From the LymeNut Forum:
Q: Why is it that llmd [Lyme Literate doctors] only takes cash? Does anyone know why they don't take insurance or any kind?
A: The insurance companies in conjunction with other unfriendly dudes* have been trying and succeeding in shutting down Lyme treating doctors because Lyme treatment can be expensive and insurers don't want to pay. Blame the insurance industry, not the doctors who are still hanging in there.
This is the standard conspiracy-laced answer that most Lyme activists want people to believe. Yet, it doesn’t explain why insurance companies routinely pay for HIV and diabetes treatments, which are life-long in nature, and expensive. Nor does it explain why insurers pay for the months-long—sometimes year-long—treatments for persistent bacterial infections like TB or Q Fever.
The real reason LLMDs don’t seek insurance payments is because they cannot provide insurers with convincing evidence of an actual Lyme infection. Insurers understandably want to pay only for proven treatment regimens for an actual illness. No one would expect an insurance company to pay for chemotherapy in the absence of a cancer. Likewise, they should not be expected to pay for open-ended treatment of alleged “chronic” Lyme infection based solely upon the alleged “clinical judgment” of some self-described “Lyme literate” doctor.
Another reason is that so-called LLMDs claim that all Lyme infections are chronic, hard to treat, and therefore require months to years of often expensive antibiotics. Numerous clinical treatment trials of actual Lyme patients have shown otherwise, but such facts are irrelevant to activists and the LLMDs they prompt and protect.

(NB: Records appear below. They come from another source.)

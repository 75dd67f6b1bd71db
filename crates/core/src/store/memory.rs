//! In-memory stores with the same revision semantics as the database.

use std::collections::HashMap;

use async_trait::async_trait;
use compliance_common::{AppError, AppResult};
use compliance_db::entities::account;
use tokio::sync::RwLock;

use super::{AccountStore, ViolationQuery, ViolationStore};
use crate::lifecycle::ViolationPatch;
use crate::model::Violation;

/// Violation store kept in a map.
#[derive(Debug, Default)]
pub struct MemoryViolationStore {
    records: RwLock<HashMap<String, Violation>>,
}

impl MemoryViolationStore {
    /// Create an empty store.
    #[must_use]
    pub fn new() -> Self {
        Self::default()
    }
}

#[async_trait]
impl ViolationStore for MemoryViolationStore {
    async fn insert(&self, violation: Violation) -> AppResult<Violation> {
        let mut records = self.records.write().await;
        if records.contains_key(&violation.id) {
            return Err(AppError::Conflict(format!(
                "Violation {} already exists",
                violation.id
            )));
        }
        records.insert(violation.id.clone(), violation.clone());
        Ok(violation)
    }

    async fn get(&self, id: &str) -> AppResult<Violation> {
        self.records
            .read()
            .await
            .get(id)
            .cloned()
            .ok_or_else(|| AppError::NotFound(format!("Violation {id} not found")))
    }

    async fn find(&self, query: &ViolationQuery) -> AppResult<Vec<Violation>> {
        let mut found: Vec<Violation> = self
            .records
            .read()
            .await
            .values()
            .filter(|record| query.matches(record))
            .cloned()
            .collect();
        found.sort_by(|a, b| b.created_at.cmp(&a.created_at).then_with(|| b.id.cmp(&a.id)));
        Ok(found)
    }

    async fn update(&self, patch: &ViolationPatch) -> AppResult<Violation> {
        let mut records = self.records.write().await;
        let current = records
            .get_mut(&patch.id)
            .ok_or_else(|| AppError::NotFound(format!("Violation {} not found", patch.id)))?;

        if current.revision != patch.expected_revision {
            return Err(AppError::Conflict(format!(
                "Violation {} was modified concurrently (expected revision {}, found {})",
                patch.id, patch.expected_revision, current.revision
            )));
        }

        *current = patch.apply_to(current);
        Ok(current.clone())
    }
}

/// Account store kept in a map.
#[derive(Debug, Default)]
pub struct MemoryAccountStore {
    accounts: RwLock<HashMap<String, account::Model>>,
}

impl MemoryAccountStore {
    /// Create an empty store.
    #[must_use]
    pub fn new() -> Self {
        Self::default()
    }
}

#[async_trait]
impl AccountStore for MemoryAccountStore {
    async fn insert(&self, account: account::Model) -> AppResult<account::Model> {
        let mut accounts = self.accounts.write().await;
        if accounts.values().any(|a| a.email == account.email) {
            return Err(AppError::Conflict("Email already registered".to_string()));
        }
        accounts.insert(account.id.clone(), account.clone());
        Ok(account)
    }

    async fn find_by_email(&self, email: &str) -> AppResult<Option<account::Model>> {
        let email = email.to_lowercase();
        Ok(self
            .accounts
            .read()
            .await
            .values()
            .find(|a| a.email == email)
            .cloned())
    }

    async fn find_by_token(&self, token: &str) -> AppResult<Option<account::Model>> {
        Ok(self
            .accounts
            .read()
            .await
            .values()
            .find(|a| a.token == token)
            .cloned())
    }

    async fn update_token(&self, id: &str, token: &str) -> AppResult<account::Model> {
        let mut accounts = self.accounts.write().await;
        let account = accounts
            .get_mut(id)
            .ok_or_else(|| AppError::NotFound(format!("Account {id} not found")))?;
        account.token = token.to_string();
        Ok(account.clone())
    }
}

#[cfg(test)]
#[allow(clippy::unwrap_used)]
mod tests {
    use super::*;
    use crate::lifecycle::{TransitionEvent, TransitionPayload, request_transition};
    use crate::model::ViolationStatus;
    use crate::model::fixtures::{at, student, violation};

    #[tokio::test]
    async fn test_update_checks_revision() {
        let store = MemoryViolationStore::new();
        let record = store
            .insert(violation("v1", ViolationStatus::Pending))
            .await
            .unwrap();

        let transition = request_transition(
            &record,
            TransitionEvent::Acknowledge,
            &student("STU001"),
            &TransitionPayload::default(),
            at(2, 9),
        )
        .unwrap();

        let updated = store.update(&transition.patch).await.unwrap();
        assert_eq!(updated, transition.updated);
        assert_eq!(updated.revision, 1);

        // Replaying the same patch loses to the revision it already advanced
        let replay = store.update(&transition.patch).await;
        assert!(matches!(replay, Err(AppError::Conflict(_))));
        assert_eq!(store.get("v1").await.unwrap().revision, 1);
    }

    #[tokio::test]
    async fn test_update_missing_is_not_found() {
        let store = MemoryViolationStore::new();
        let record = violation("ghost", ViolationStatus::Pending);
        let transition = request_transition(
            &record,
            TransitionEvent::Acknowledge,
            &student("STU001"),
            &TransitionPayload::default(),
            at(2, 9),
        )
        .unwrap();

        let result = store.update(&transition.patch).await;
        assert!(matches!(result, Err(AppError::NotFound(_))));
    }

    #[tokio::test]
    async fn test_find_scopes_and_orders() {
        let store = MemoryViolationStore::new();
        let mut older = violation("older", ViolationStatus::Pending);
        older.created_at = at(1, 8);
        let mut newer = violation("newer", ViolationStatus::Pending);
        newer.created_at = at(2, 8);
        let mut other = violation("other", ViolationStatus::Pending);
        other.student_id = "STU002".to_string();
        other.reported_by = "staff2".to_string();
        for v in [older, newer, other] {
            store.insert(v).await.unwrap();
        }

        let mine = store
            .find(&ViolationQuery::Student("STU001".to_string()))
            .await
            .unwrap();
        let ids: Vec<_> = mine.iter().map(|v| v.id.as_str()).collect();
        assert_eq!(ids, vec!["newer", "older"]);

        let reported = store
            .find(&ViolationQuery::ReportedBy("staff2".to_string()))
            .await
            .unwrap();
        assert_eq!(reported.len(), 1);
        assert_eq!(store.find(&ViolationQuery::All).await.unwrap().len(), 3);
        assert!(
            store
                .find(&ViolationQuery::Student(String::new()))
                .await
                .unwrap()
                .is_empty()
        );
    }
}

Finally, there is good old-fashioned greed. Cash only—and high fees at that—means no paper trail, no nosy insurer questions, and no pesky taxes to pay. There are plenty of rich LLMDs in the U.S. Of course, some get a little too greedy and wind up being charged with fraud and other crimes. A few have been put in jail. Some have been sued by their former patients.
So don’t blame the insurance industry. Blame the combination of greed and quackery that are characteristic of the LLMD community. And blame the activists for prompting them to often gullible and desperate people, and later protecting them from legal, ethical and professional scrutiny.
*No idea what “in conjunction with other unfriendly dudes” is supposed to mean. Perhaps anyone who doesn’t buy into Lyme activism?